The populist explosion

The populist explosion

William Armstrong - william.armstrong@hdn.com.tr
The populist explosion

US President-elect Donald Trump. AFP

‘The Populist Explosion: How the Great Recession Transformed American and European Politics’ by John B. Judis (Columbia Global Reports, $13, 184 pages)

Right-wing populism is on the march everywhere. The election of Donald Trump in the U.S. is just the latest symptom of a growing global phenomenon: The nationalist internationale. The tide is not limited to the West; established and emerging powers seem to be heading in the same nativist direction. Putin in Russia, Erdoğan in Turkey, Modi in India, Abe in Japan, and Orban in Hungary all supply a rising demand for strongman rule. Twenty-five years after the end of the Cold War, our increasingly interconnected global order appears to be entering a new post-liberal age.
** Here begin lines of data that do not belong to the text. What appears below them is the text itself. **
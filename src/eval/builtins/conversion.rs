use hcl::eval::{FuncArgs, FuncDef, ParamType};
use hcl::Value;

use super::collection::distinct;
use super::{str_arg, to_plain_string};

/// Convert a primitive value to a string
pub fn create_tostring_func() -> FuncDef {
    FuncDef::builder()
        .param(ParamType::Any)
        .build(|args: FuncArgs| to_plain_string(&args[0]).map(Value::from))
}

/// Convert a value to a number
pub fn create_tonumber_func() -> FuncDef {
    FuncDef::builder()
        .param(ParamType::Any)
        .build(|args: FuncArgs| match &args[0] {
            Value::Number(n) => Ok(Value::Number(n.clone())),
            Value::Null => Ok(Value::Null),
            Value::String(s) => crate::value::parse_number(s)
                .map(Value::Number)
                .ok_or_else(|| format!("cannot convert {s:?} to number")),
            other => Err(format!("cannot convert {other} to number")),
        })
}

/// Convert a value to a boolean
pub fn create_tobool_func() -> FuncDef {
    FuncDef::builder()
        .param(ParamType::Any)
        .build(|args: FuncArgs| match &args[0] {
            Value::Bool(b) => Ok(Value::from(*b)),
            Value::Null => Ok(Value::Null),
            Value::String(s) if s == "true" => Ok(Value::from(true)),
            Value::String(s) if s == "false" => Ok(Value::from(false)),
            other => Err(format!("cannot convert {other} to bool")),
        })
}

/// Convert a value to a list; a map becomes the list of its values
pub fn create_tolist_func() -> FuncDef {
    FuncDef::builder()
        .param(ParamType::Any)
        .build(|args: FuncArgs| match &args[0] {
            Value::Array(arr) => Ok(Value::Array(arr.clone())),
            Value::Object(obj) => Ok(Value::Array(obj.values().cloned().collect())),
            Value::Null => Ok(Value::Null),
            other => Ok(Value::from(vec![other.clone()])),
        })
}

/// Convert a list to a set, dropping duplicates
pub fn create_toset_func() -> FuncDef {
    FuncDef::builder()
        .param(ParamType::Any)
        .build(|args: FuncArgs| match &args[0] {
            Value::Array(arr) => Ok(Value::from(distinct(arr))),
            Value::Null => Ok(Value::Null),
            other => Err(format!("cannot convert {other} to set")),
        })
}

/// Convert a value to a map
pub fn create_tomap_func() -> FuncDef {
    FuncDef::builder()
        .param(ParamType::Any)
        .build(|args: FuncArgs| match &args[0] {
            Value::Object(obj) => Ok(Value::Object(obj.clone())),
            Value::Null => Ok(Value::Null),
            other => Err(format!("cannot convert {other} to map")),
        })
}

pub fn create_jsonencode_func() -> FuncDef {
    FuncDef::builder()
        .param(ParamType::Any)
        .build(|args: FuncArgs| {
            serde_json::to_string(&args[0])
                .map(Value::from)
                .map_err(|e| e.to_string())
        })
}

pub fn create_jsondecode_func() -> FuncDef {
    FuncDef::builder()
        .param(ParamType::String)
        .build(|args: FuncArgs| {
            serde_json::from_str::<Value>(str_arg(&args, 0)?).map_err(|e| e.to_string())
        })
}

#[cfg(test)]
mod tests {
    use super::super::tests::eval;
    use hcl::Value;

    #[test]
    fn test_tostring_function() {
        assert_eq!(eval("tostring(123)").unwrap(), Value::from("123"));
        assert_eq!(eval("tostring(true)").unwrap(), Value::from("true"));
        assert!(eval("tostring([1])").is_err());
    }

    #[test]
    fn test_tonumber_function() {
        assert_eq!(eval("tonumber(\"123\")").unwrap(), Value::from(123));
        assert_eq!(eval("tonumber(\"1.5\")").unwrap(), Value::from(1.5));
        assert!(eval("tonumber(\"abc\")").is_err());
    }

    #[test]
    fn test_tobool_function() {
        assert_eq!(eval("tobool(\"true\")").unwrap(), Value::from(true));
        assert!(eval("tobool(\"maybe\")").is_err());
    }

    #[test]
    fn test_collection_conversions() {
        assert_eq!(eval("tolist(1)").unwrap(), Value::from(vec![Value::from(1)]));
        assert_eq!(
            eval("toset([\"a\", \"a\", \"b\"])").unwrap(),
            Value::from(vec![Value::from("a"), Value::from("b")])
        );

        let mut map = hcl::value::Map::new();
        map.insert("a".to_string(), Value::from(1));
        assert_eq!(eval("tomap({a = 1})").unwrap(), Value::from(map));
        assert!(eval("tomap([1,2])").is_err());
    }

    #[test]
    fn test_json_functions() {
        assert_eq!(
            eval("jsonencode({a = [1, \"b\"]})").unwrap(),
            Value::from(r#"{"a":[1,"b"]}"#)
        );
        let decoded = eval(r#"jsondecode("{\"x\": true}")"#).unwrap();
        assert_eq!(decoded.as_object().unwrap()["x"], Value::from(true));
    }
}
The populist explosion“The Populist Explosion” by American journalist John Judis is a lucid examination of the populist surge across Europe and the United States. Judis argues that populism is not an ideology, but rather a “political logic,” a way of thinking about politics that “assumes a basic antagonism between the people and an elite at the heart of its politics.” The new populism comes in many different forms, but Judis stresses a key distinction: Leftwing populists like Bernie Sanders accuse the establishment of betraying the people; right-wing populists like Donald Trump or France’s Marine Le Pen also accuse the establishment of coddling a third group - whether it be Muslims, Latinos, Jews, migrants, or African Americans.

The current populist explosion has many forerunners. Judis traces it back to America in the 1890s, when the People’s Party set the precedent of a mass movement based on anti-elite protectionism, committed to reforms that both major parties spurned. A later instance came in the 1960s with the presidential primary campaigns of George Wallace, who tossed petrol on the raging conflict over civil rights. In the 1990s, Ross Perot on the left and Pat Buchanan on the right cultivated populist movements in opposition to various consequences of free market liberalism. Later, the Great Recession that began in 2008 led to a variety of symptoms - the Tea Party on the right, Occupy Wall Street on the left, Trump and Sanders.

In Europe, a tide of left and right-wing populism has been rising for years, boosted by both the economic crisis and the rise in immigration. That tide now threatens the very existence of the European Union. Across the old continent, many voters are at odds with establishment politicians over immigration, minority communities, the common currency, free trade deals, and European integration. It is not surprising that an angry new populism has emerged to voice this dissatisfaction.

Judis notes a fundamental divide in populist style that emerged during the Eurocrisis: Left-wing populist groups arose primarily in the less prosperous south; right-wing groups fared best in some of the more prosperous countries of northern and central Europe. He puts this down to the lightening rod issue of immigration, which has reshaped northern European countries more profoundly than southern European countries. 

Judis argues that demographic change has weakened the traditional social democratic glue binding northern European societies. “The existence of an immigrant underclass can undermine the public trust on which a welfare state or social democracy needs to be based,” he writes. “Social democracy does not necessarily require ethnic homogeneity. But when ethnic heterogeneity takes the form of an immigrant underclass, it can make citizens less willing to pay taxes to support social benefits.” Right-wing populism has exploited resentment at a combination of economic difficulties with the rapid growth of a non-European immigrant population.

One crucial area neglected by “The Populist Explosion” is the role of the chaotic new media landscape in fueling today’s populist wave. The flattening of news sources and the inherently expressive nature of social media are trapping users in information silos. Demonization and sensationalism run rampant. Since the election of Trump, there has been much talk of how during the campaign bogus “fake news” on low-rent websites was shared far more widely on Facebook than properly reported articles in traditional news outlets. Judis misses how such seismic shifts contribute to delegitimizing the “elite” or “establishment,” fanning the flames of populist rage.

But overall “The Populist Explosion” is tightly argued and persuasive. Judis writes that the success of populism is a symptom, as well as a cause, of crises. “Their demands may be co-opted by the major parties or they may be thoroughly rejected. But the populists roil the waters. They signal that the prevailing political ideology isn’t working and needs repair, and the standard worldview is breaking down,” he suggests. 

With the Brexit vote in the U.K. and the election of Trump in the U.S., 2016 will likely be remembered as a watershed year marking a broad rejection of globalization and assertion of angry nationalism. Time will tell whether this is the beginning of a dangerous new era, or just the painful death throes of a 20th century idea.